ACTIVITY – Scan the records for "BarcodeError" and copy each line that contains it.

(Items from a data source)
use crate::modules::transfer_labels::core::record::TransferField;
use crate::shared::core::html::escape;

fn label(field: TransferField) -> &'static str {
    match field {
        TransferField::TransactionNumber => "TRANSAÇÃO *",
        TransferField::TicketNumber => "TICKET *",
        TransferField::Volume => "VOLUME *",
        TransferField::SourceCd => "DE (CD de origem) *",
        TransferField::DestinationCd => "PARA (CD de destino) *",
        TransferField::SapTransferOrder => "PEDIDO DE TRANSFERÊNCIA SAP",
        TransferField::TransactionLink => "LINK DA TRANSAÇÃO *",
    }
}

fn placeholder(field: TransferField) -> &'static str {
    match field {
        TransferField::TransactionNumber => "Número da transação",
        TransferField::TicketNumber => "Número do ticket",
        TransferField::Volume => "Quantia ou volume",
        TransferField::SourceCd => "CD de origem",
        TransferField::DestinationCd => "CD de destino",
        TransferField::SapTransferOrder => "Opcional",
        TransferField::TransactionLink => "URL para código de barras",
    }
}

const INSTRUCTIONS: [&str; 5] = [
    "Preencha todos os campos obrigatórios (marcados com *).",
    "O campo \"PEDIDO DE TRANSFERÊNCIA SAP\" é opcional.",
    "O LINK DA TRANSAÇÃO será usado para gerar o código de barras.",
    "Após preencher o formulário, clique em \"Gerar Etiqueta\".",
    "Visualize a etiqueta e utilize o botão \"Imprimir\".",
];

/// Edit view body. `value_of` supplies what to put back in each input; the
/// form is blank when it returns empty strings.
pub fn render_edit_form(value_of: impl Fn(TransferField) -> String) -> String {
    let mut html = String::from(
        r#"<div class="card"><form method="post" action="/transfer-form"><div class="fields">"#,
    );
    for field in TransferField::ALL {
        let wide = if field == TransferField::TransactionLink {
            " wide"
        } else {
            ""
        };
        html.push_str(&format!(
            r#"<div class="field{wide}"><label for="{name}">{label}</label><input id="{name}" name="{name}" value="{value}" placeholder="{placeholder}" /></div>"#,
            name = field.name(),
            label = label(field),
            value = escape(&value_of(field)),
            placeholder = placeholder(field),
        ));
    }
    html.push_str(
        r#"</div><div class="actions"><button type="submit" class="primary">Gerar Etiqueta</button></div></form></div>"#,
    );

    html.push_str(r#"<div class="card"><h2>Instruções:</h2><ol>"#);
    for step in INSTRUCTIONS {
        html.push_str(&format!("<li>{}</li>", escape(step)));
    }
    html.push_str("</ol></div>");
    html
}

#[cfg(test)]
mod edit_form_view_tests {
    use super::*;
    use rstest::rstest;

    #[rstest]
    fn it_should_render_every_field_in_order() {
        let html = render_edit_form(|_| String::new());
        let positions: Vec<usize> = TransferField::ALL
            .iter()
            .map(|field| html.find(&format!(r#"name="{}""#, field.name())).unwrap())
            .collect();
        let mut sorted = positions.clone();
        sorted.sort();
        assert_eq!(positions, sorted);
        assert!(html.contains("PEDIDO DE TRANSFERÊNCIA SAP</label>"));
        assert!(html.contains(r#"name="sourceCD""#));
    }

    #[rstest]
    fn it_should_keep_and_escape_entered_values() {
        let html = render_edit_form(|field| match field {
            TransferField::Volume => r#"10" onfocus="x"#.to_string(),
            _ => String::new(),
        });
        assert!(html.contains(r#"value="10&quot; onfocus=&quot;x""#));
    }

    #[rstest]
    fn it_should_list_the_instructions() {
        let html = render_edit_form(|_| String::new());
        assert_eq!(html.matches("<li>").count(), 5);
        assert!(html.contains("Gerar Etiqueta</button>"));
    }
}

--

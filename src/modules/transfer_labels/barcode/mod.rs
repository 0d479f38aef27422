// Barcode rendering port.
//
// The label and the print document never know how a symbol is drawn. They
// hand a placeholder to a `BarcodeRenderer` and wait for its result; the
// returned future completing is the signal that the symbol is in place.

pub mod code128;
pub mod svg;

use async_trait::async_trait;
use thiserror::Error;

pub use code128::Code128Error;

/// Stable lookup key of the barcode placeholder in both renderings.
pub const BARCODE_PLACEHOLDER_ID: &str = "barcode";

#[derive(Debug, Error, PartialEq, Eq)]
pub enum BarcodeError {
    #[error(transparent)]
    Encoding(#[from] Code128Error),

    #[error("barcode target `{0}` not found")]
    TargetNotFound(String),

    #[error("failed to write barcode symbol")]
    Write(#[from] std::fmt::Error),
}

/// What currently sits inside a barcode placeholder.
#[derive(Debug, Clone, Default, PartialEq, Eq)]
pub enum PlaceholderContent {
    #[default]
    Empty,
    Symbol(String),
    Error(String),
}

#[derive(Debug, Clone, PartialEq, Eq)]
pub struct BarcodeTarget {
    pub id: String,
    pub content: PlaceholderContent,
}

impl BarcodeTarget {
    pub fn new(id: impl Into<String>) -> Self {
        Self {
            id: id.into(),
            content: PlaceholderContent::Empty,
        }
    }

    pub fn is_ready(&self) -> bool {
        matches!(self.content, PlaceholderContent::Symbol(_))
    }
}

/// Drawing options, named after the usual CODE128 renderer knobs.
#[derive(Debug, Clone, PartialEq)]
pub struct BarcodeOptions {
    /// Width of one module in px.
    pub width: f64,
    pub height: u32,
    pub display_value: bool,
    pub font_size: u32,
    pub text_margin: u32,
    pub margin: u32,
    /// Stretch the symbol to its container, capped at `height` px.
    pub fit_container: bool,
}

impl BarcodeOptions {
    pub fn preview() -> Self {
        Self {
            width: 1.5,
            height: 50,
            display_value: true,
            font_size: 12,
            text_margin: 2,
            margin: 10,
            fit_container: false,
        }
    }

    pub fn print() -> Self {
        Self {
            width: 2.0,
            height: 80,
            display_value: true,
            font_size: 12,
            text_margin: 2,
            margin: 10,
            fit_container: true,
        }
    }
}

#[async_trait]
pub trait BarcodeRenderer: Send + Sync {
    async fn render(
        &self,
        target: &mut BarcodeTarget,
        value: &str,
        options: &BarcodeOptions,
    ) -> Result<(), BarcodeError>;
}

SOLUTION TO THIS PROBLEM –
pub enum BarcodeError {
    ) -> Result<(), BarcodeError>;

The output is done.